The process of forming and articulating coherent corpuses highlights the ways in which practices, testimonies, images, texts, and more generally creations are related, in their original context or in later (affective) readings, to LGBTIQ struggles and cultures. Prospective authors may therefore reflect and analyze the ways in which bodies of art, texts, sounds, and so on, are composed or articulated in LGBTIQ studies.
Yet, “embodying LGBTIQ cultures and struggles” may also refer to the ways in which artists address political issues through their own bodies, for instance during public performances or happenings. Therefore, we invite prospective authors to question the boundaries between art and activism, including, potentially, in their own engagements with research creation.
Submit an Abstract
Articles proposals of approximately 500 words should comprise a title, a presentation of the article, its objects and methods, as well as the author’s first name and surname, their status, academic institution and email address. Proposals should be sent by March 15, 2021, to both special issue editors, Louise Barrière (louise.barriere@univ–lorraine.fr) and Mélodie Marull (melodie.marull@univ–lorraine.fr), and to the editorial board of the journal (firstname.lastname@example.org).

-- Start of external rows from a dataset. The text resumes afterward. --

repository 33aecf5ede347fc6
//! Main database entry point for rowgraph.
//!
//! [`Database`] wraps a [`Driver`] and runs every result set through the
//! [`Reshaper`]. Statements can run directly on the pool, inside a
//! transaction handle, or be deferred into a [`TxMonad`] and run later.
//!
//! # Example
//!
//! ```ignore
//! use rowgraph::prelude::*;
//!
//! let db = Database::builder().driver(my_driver).build()?;
//!
//! let users = db.exec(&Query::text(
//!     "SELECT u.id AS \"id##\", p.id AS \"posts[].id##\" FROM users u LEFT JOIN posts p ON p.user_id = u.id",
//! ))?;
//!
//! let total = db.run(
//!     db.deferred("INSERT INTO log (msg) VALUES ('a')")
//!         .chain(|_| Ok(TxMonad::query("SELECT count(*) AS n FROM log"))),
//! )?;
//! ```

use crate::config::EngineConfig;
use crate::object::{collect_object, ObjectMap, ObjectMapper};
use rowgraph_core::{Driver, DriverExecutor, Error, Executor, Query, Result, Row, Transaction, Value};
use rowgraph_reshape::Reshaper;
use rowgraph_txmonad::TxMonad;
use std::fmt;
use std::sync::Arc;
use tracing::{debug, warn};

/// Reshaping front end over a driver.
///
/// Cheap to clone; clones share the driver and the shape plan cache.
#[derive(Clone)]
pub struct Database {
    driver: Arc<dyn Driver>,
    reshaper: Reshaper,
    config: EngineConfig,
}

impl Database {
    /// Wrap `driver` with default settings
    pub fn new(driver: impl Driver + 'static) -> Self {
        Self::with_config(Arc::new(driver), EngineConfig::default())
    }

    /// Wrap a shared driver with explicit settings
    pub fn with_config(driver: Arc<dyn Driver>, config: EngineConfig) -> Self {
        let reshaper = Reshaper::with_config(config.reshape.clone());
        Database {
            driver,
            reshaper,
            config,
        }
    }

    /// Create a builder for database configuration.
    pub fn builder() -> DatabaseBuilder {
        DatabaseBuilder::new()
    }

    /// Current settings
    pub fn config(&self) -> &EngineConfig {
        &self.config
    }

    /// The reshaper applied to result sets
    pub fn reshaper(&self) -> &Reshaper {
        &self.reshaper
    }

    /// Execute a statement on the pool and return its raw rows.
    pub fn query(&self, text: &str, params: &[Value]) -> Result<Vec<Row>> {
        self.log_statement(text, params.len());
        self.driver
            .execute(text, params)
            .map_err(|e| e.with_query(text, params))
    }

    /// Execute on the pool and reshape the result.
    pub fn exec(&self, query: &Query) -> Result<Vec<Value>> {
        self.exec_within(query, &mut DriverExecutor(self.driver.as_ref()))
    }

    /// Execute on `target` (usually a transaction) and reshape the result.
    ///
    /// Execution errors carry the statement text and parameters.
    pub fn exec_within(&self, query: &Query, target: &mut dyn Executor) -> Result<Vec<Value>> {
        self.log_statement(&query.text, query.values.len());
        let rows = target
            .execute_query(query)
            .map_err(|e| e.with_query(&query.text, &query.values))?;
        Ok(self.reshaper.process(rows))
    }

    /// First reshaped entity, or `None` for an empty result.
    pub fn get(&self, query: &Query) -> Result<Option<Value>> {
        Ok(self.exec(query)?.into_iter().next())
    }

    /// Like [`get`](Self::get), on `target`
    pub fn get_within(&self, query: &Query, target: &mut dyn Executor) -> Result<Option<Value>> {
        Ok(self.exec_within(query, target)?.into_iter().next())
    }

    /// Map reshaped rows by the value of `key_column`.
    ///
    /// See [`ObjectMapper`] for how each row becomes a value. Rows for
    /// which `filter` returns false are skipped.
    pub fn all_object(
        &self,
        query: &Query,
        key_column: &str,
        mapper: ObjectMapper,
        filter: Option<&dyn Fn(&Value) -> bool>,
    ) -> Result<ObjectMap> {
        let rows = self.exec(query)?;
        Ok(collect_object(&rows, key_column, &mapper, filter))
    }

    /// Begin a transaction on the driver.
    pub fn begin(&self) -> Result<Box<dyn Transaction>> {
        let tx = self.driver.begin()?;
        debug!("transaction started");
        Ok(tx)
    }

    /// Run `f` inside a transaction.
    ///
    /// Commits when `f` returns `Ok`, rolls back when it returns `Err`. A
    /// failed rollback is logged and the original error is returned.
    pub fn transaction<T, F>(&self, f: F) -> Result<T>
    where
        F: FnOnce(&mut dyn Executor) -> Result<T>,
    {
        let mut tx = self.begin()?;
        match f(&mut tx) {
            Ok(value) => {
                tx.commit()?;
                debug!("transaction committed");
                Ok(value)
            }
            Err(error) => {
                match tx.rollback() {
                    Ok(()) => debug!(error = %error, "transaction rolled back"),
                    Err(rollback) => {
                        warn!(error = %error, rollback = %rollback, "rollback after failure failed")
                    }
                }
                Err(error)
            }
        }
    }

    /// Defer `query`: a node that executes it once bound and resolves to
    /// the reshaped entities as an array.
    pub fn deferred(&self, query: impl Into<Query>) -> TxMonad {
        let reshaper = self.reshaper.clone();
        TxMonad::query(query).map(move |rows| Value::Array(reshaper.process(into_rows(rows))))
    }

    /// Begin a transaction, run `node` within it, then commit or roll back.
    pub fn run(&self, node: TxMonad) -> Result<Value> {
        let id = node.id();
        debug!(node = %id, "running deferred chain");
        self.transaction(move |tx| node.run_within(tx))
    }

    /// Release the driver's connections.
    pub fn close(&self) -> Result<()> {
        debug!("closing database");
        self.driver.close()
    }

    fn log_statement(&self, text: &str, params: usize) {
        if self.config.log_queries {
            debug!(sql = %text, params, "executing query");
        }
    }
}

impl fmt::Debug for Database {
    fn fmt(&self, f: &mut fmt::Formatter<'_>) -> fmt::Result {
        f.debug_struct("Database")
            .field("config", &self.config)
            .finish_non_exhaustive()
    }
}

fn into_rows(value: Value) -> Vec<Row> {
    value
        .into_array()
        .unwrap_or_default()
        .into_iter()
        .filter_map(Value::into_object)
        .collect()
}

/// Builder for database configuration.
///
/// # Example
///
/// ```ignore
/// let db = Database::builder()
///     .driver(driver)
///     .config(EngineConfig::from_file("rowgraph.toml")?)
///     .specialize_threshold(16)
///     .build()?;
/// ```
#[derive(Default)]
pub struct DatabaseBuilder {
    driver: Option<Arc<dyn Driver>>,
    config: EngineConfig,
}

impl DatabaseBuilder {
    /// Create a new builder with default settings.
    pub fn new() -> Self {
        Self::default()
    }

    /// Set the driver.
    pub fn driver(mut self, driver: impl Driver + 'static) -> Self {
        self.driver = Some(Arc::new(driver));
        self
    }

    /// Set a driver shared with other owners.
    pub fn shared_driver(mut self, driver: Arc<dyn Driver>) -> Self {
        self.driver = Some(driver);
        self
    }

    /// Replace all settings.
    pub fn config(mut self, config: EngineConfig) -> Self {
        self.config = config;
        self
    }

    /// Toggle per-statement debug events.
    pub fn log_queries(mut self, enabled: bool) -> Self {
        self.config.log_queries = enabled;
        self
    }

    /// Row count above which shape plans are used.
    pub fn specialize_threshold(mut self, rows: usize) -> Self {
        self.config.reshape.specialize_threshold = rows;
        self
    }

    /// Maximum number of cached shape plans.
    pub fn plan_cache_capacity(mut self, plans: usize) -> Self {
        self.config.reshape.plan_cache_capacity = plans;
        self
    }

    /// Build the database.
    ///
    /// Fails with [`Error::Config`] when no driver was set.
    pub fn build(self) -> Result<Database> {
        let driver = self
            .driver
            .ok_or_else(|| Error::Config("no driver configured".to_string()))?;
        Ok(Database::with_config(driver, self.config))
    }
}
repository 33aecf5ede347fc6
//! Capabilities consumed from the database driver
//!
//! rowgraph never talks to a backend directly. It consumes:
//! - [`Executor`]: run `(text, params)` and return rows
//! - [`Driver`]: a shareable pool that can also [`Driver::begin`] a transaction
//! - [`Transaction`]: an exclusive executor that is committed or rolled back
//!
//! Execution takes `&mut self`, so holding a `&mut dyn Executor` is proof of
//! exclusive use of the connection for the duration of a call.

use crate::error::Result;
use crate::query::Query;
use crate::row::Row;
use crate::value::Value;

/// Something that can execute a statement and return its rows
pub trait Executor {
    /// Execute `text` with positional `params`.
    ///
    /// Statements that return no rows yield an empty vector.
    fn execute(&mut self, text: &str, params: &[Value]) -> Result<Vec<Row>>;

    /// Execute a query descriptor
    fn execute_query(&mut self, query: &Query) -> Result<Vec<Row>> {
        self.execute(&query.text, &query.values)
    }
}

impl<E: Executor + ?Sized> Executor for &mut E {
    fn execute(&mut self, text: &str, params: &[Value]) -> Result<Vec<Row>> {
        (**self).execute(text, params)
    }
}

impl<E: Executor + ?Sized> Executor for Box<E> {
    fn execute(&mut self, text: &str, params: &[Value]) -> Result<Vec<Row>> {
        (**self).execute(text, params)
    }
}

/// An open transaction on a single connection
pub trait Transaction: Executor + Send {
    /// Commit all statements executed within the transaction
    fn commit(self: Box<Self>) -> Result<()>;

    /// Discard all statements executed within the transaction
    fn rollback(self: Box<Self>) -> Result<()>;
}

/// Connection pool capability
///
/// Implementations must be shareable across threads; each transaction they
/// hand out is used by one caller at a time.
pub trait Driver: Send + Sync {
    /// Execute a statement outside any explicit transaction
    fn execute(&self, text: &str, params: &[Value]) -> Result<Vec<Row>>;

    /// Begin a transaction
    fn begin(&self) -> Result<Box<dyn Transaction>>;

    /// Release pooled connections
    fn close(&self) -> Result<()> {
        Ok(())
    }
}

/// Adapter that lets a shared [`Driver`] be used where an [`Executor`] is expected
pub struct DriverExecutor<'a, D: Driver + ?Sized>(pub &'a D);

impl<D: Driver + ?Sized> Executor for DriverExecutor<'_, D> {
    fn execute(&mut self, text: &str, params: &[Value]) -> Result<Vec<Row>> {
        self.0.execute(text, params)
    }
}
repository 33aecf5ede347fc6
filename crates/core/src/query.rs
//! Query descriptors
//!
//! A [`Query`] is the `{text, values}` pair produced by a query builder. It
//! is the unit handed to the execute capability and to the transaction
//! monad.

use crate::value::Value;
use std::fmt;

/// Parameterized statement ready for execution
#[derive(Debug, Clone, PartialEq)]
pub struct Query {
    /// Statement text with backend-specific placeholders
    pub text: String,
    /// Values bound to the placeholders, in order
    pub values: Vec<Value>,
}

impl Query {
    /// Create a query from text and parameter values
    pub fn new(text: impl Into<String>, values: Vec<Value>) -> Self {
        Query {
            text: text.into(),
            values,
        }
    }

    /// Create a query without parameters
    pub fn text(text: impl Into<String>) -> Self {
        Self::new(text, Vec::new())
    }

    /// Append a parameter value
    pub fn bind(mut self, value: impl Into<Value>) -> Self {
        self.values.push(value.into());
        self
    }
}

impl fmt::Display for Query {
    fn fmt(&self, f: &mut fmt::Formatter<'_>) -> fmt::Result {
        write!(f, "{}", self.text)?;
        if !self.values.is_empty() {
            write!(f, " {:?}", self.values)?;
        }
        Ok(())
    }
}

impl From<&str> for Query {
    fn from(text: &str) -> Self {
        Query::text(text)
    }
}

impl From<String> for Query {
    fn from(text: String) -> Self {
        Query::text(text)
    }
}

impl<T: Into<String>> From<(T, Vec<Value>)> for Query {
    fn from((text, values): (T, Vec<Value>)) -> Self {
        Query::new(text, values)
    }
}
//! Engine Integration Tests
//!
//! `Database` over a recording driver, and over SQLite when the `sqlite`
//! feature is enabled.

#[path = "../common/mod.rs"]
mod common;

mod database;
//! Reference drivers
//!
//! rowgraph only consumes the [`Driver`](rowgraph_core::Driver) capability;
//! drivers for specific backends live behind features.

#[cfg(feature = "sqlite")]
mod sqlite;

#[cfg(feature = "sqlite")]
pub use sqlite::{SqliteDriver, SqliteTransaction};
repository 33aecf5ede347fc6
//! Reshaper Integration Tests
//!
//! End-to-end behaviour of the reshaping pipeline: fixed scenarios,
//! generated round trips, and agreement between the generic and planned
//! paths.

#[path = "../common/mod.rs"]
mod common;

mod roundtrip;
//! Marker removal
//!
//! `clean` rewrites every key of a result tree by stripping one trailing
//! marker from the given [`MarkerSet`]. A `{}` key holding an array (the
//! grouping representation of a one-to-one relation) is replaced by the
//! array's first element, or `Null` when the array is empty.

use rowgraph_core::{ColumnKind, Map, MarkerSet, Value};

/// Strip markers from every key of `tree`, recursively.
///
/// Scalars pass through unchanged; arrays are cleaned element-wise.
/// Cleaning is idempotent for trees whose keys carry at most one marker.
pub fn clean(tree: Value, markers: &MarkerSet) -> Value {
    match tree {
        Value::Array(items) => Value::Array(items.into_iter().map(|v| clean(v, markers)).collect()),
        Value::Object(fields) => Value::Object(clean_fields(fields, markers)),
        scalar => scalar,
    }
}

fn clean_fields(fields: Map, markers: &MarkerSet) -> Map {
    let mut cleaned = Map::with_capacity(fields.len());
    for (key, value) in fields {
        let (bare, kind) = markers.strip(&key);
        let value = clean_value(value, kind, markers);
        cleaned.insert(bare.to_string(), value);
    }
    cleaned
}

/// Clean one property value given the kind detected on its key.
pub(crate) fn clean_value(value: Value, kind: ColumnKind, markers: &MarkerSet) -> Value {
    match value {
        Value::Array(items) if kind == ColumnKind::ToOne => {
            items.into_iter().next().map_or(Value::Null, |v| clean(v, markers))
        }
        nested @ (Value::Array(_) | Value::Object(_)) => clean(nested, markers),
        scalar => scalar,
    }
}
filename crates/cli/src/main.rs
use clap::Parser;
use ferrous_resolv_domain::CliOverrides;
use tracing::{info, warn};

mod bootstrap;

#[derive(Parser)]
#[command(name = "ferrous-resolv")]
#[command(version)]
#[command(about = "Ferrous Resolv - nameserver pool inspector")]
struct Cli {
    /// Configuration file path
    #[arg(short = 'c', long, value_name = "FILE")]
    config: Option<String>,

    /// Extra nameserver (repeatable), e.g. 8.8.8.8, [::1]:53, dns.google:853
    #[arg(short = 's', long = "server", value_name = "SPEC")]
    servers: Vec<String>,

    /// Port used for nameservers given without one
    #[arg(short = 'p', long)]
    default_port: Option<u16>,

    /// Number of random nameservers to draw
    #[arg(short = 'n', long, default_value_t = 1)]
    pick: usize,

    /// Log level (trace, debug, info, warn, error)
    #[arg(long)]
    log_level: Option<String>,
}

fn main() -> anyhow::Result<()> {
    let cli = Cli::parse();

    let cli_overrides = CliOverrides {
        servers: cli.servers,
        default_port: cli.default_port,
        log_level: cli.log_level,
    };

    let config = bootstrap::load_config(cli.config.as_deref(), cli_overrides)?;

    bootstrap::init_logging(&config);

    info!("Starting Ferrous Resolv v{}", env!("CARGO_PKG_VERSION"));

    let nameservers = bootstrap::build_nameservers(&config)?;
    let default_port = nameservers.default_port();

    if nameservers.is_empty() {
        warn!("No nameservers configured");
        return Ok(());
    }

    println!("{} nameserver(s):", nameservers.len());
    for addr in &nameservers {
        println!(
            "  {:<40} {}",
            addr.to_display_string(Some(default_port)),
            addr.family().as_str()
        );
    }

    for _ in 0..cli.pick {
        let picked = nameservers.pick_random()?;
        println!("picked {}", picked.to_display_string(Some(default_port)));
    }

    Ok(())
}
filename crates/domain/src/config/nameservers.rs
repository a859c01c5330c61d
use serde::{Deserialize, Serialize};

#[derive(Debug, Clone, Deserialize, Serialize)]
pub struct NameServersConfig {
    /// Raw nameserver specs: `IPv4[:port]`, `[IPv6]:port`, bare IPv6 or `domain[:port]`.
    #[serde(default)]
    pub servers: Vec<String>,

    #[serde(default = "default_port")]
    pub default_port: u16,
}

impl Default for NameServersConfig {
    fn default() -> Self {
        Self {
            servers: Vec::new(),
            default_port: default_port(),
        }
    }
}

fn default_port() -> u16 {
    53
}
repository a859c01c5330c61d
use serde::{Deserialize, Serialize};

#[derive(Debug, Clone, Deserialize, Serialize)]
pub struct LoggingConfig {
    #[serde(default = "default_log_level")]
    pub level: String,
}

impl Default for LoggingConfig {
    fn default() -> Self {
        Self {
            level: default_log_level(),
        }
    }
}

fn default_log_level() -> String {
    "info".to_string()
}
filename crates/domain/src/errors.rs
use thiserror::Error;

#[derive(Error, Debug, Clone, PartialEq, Eq)]
pub enum DomainError {
    #[error("Invalid host: {0}")]
    InvalidHost(String),

    #[error("No nameservers available")]
    EmptyPool,
}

Authors will be advised by email by April 15 if their proposal has been accepted or not. Original articles (35.000 to 60.000 characters) will then have to be sent no later than September 1, 2021. Authors’ guidelines are available online: https://journals.openedition.org/gss/747. Each article will be evaluated by double blind peer–review. The acceptance of an article proposal does not automatically lead to the acceptance of the article. Selected articles will be published in issue 23 of Genre, Sexualité & Société, in Spring 2022. Articles in English will be translated into French.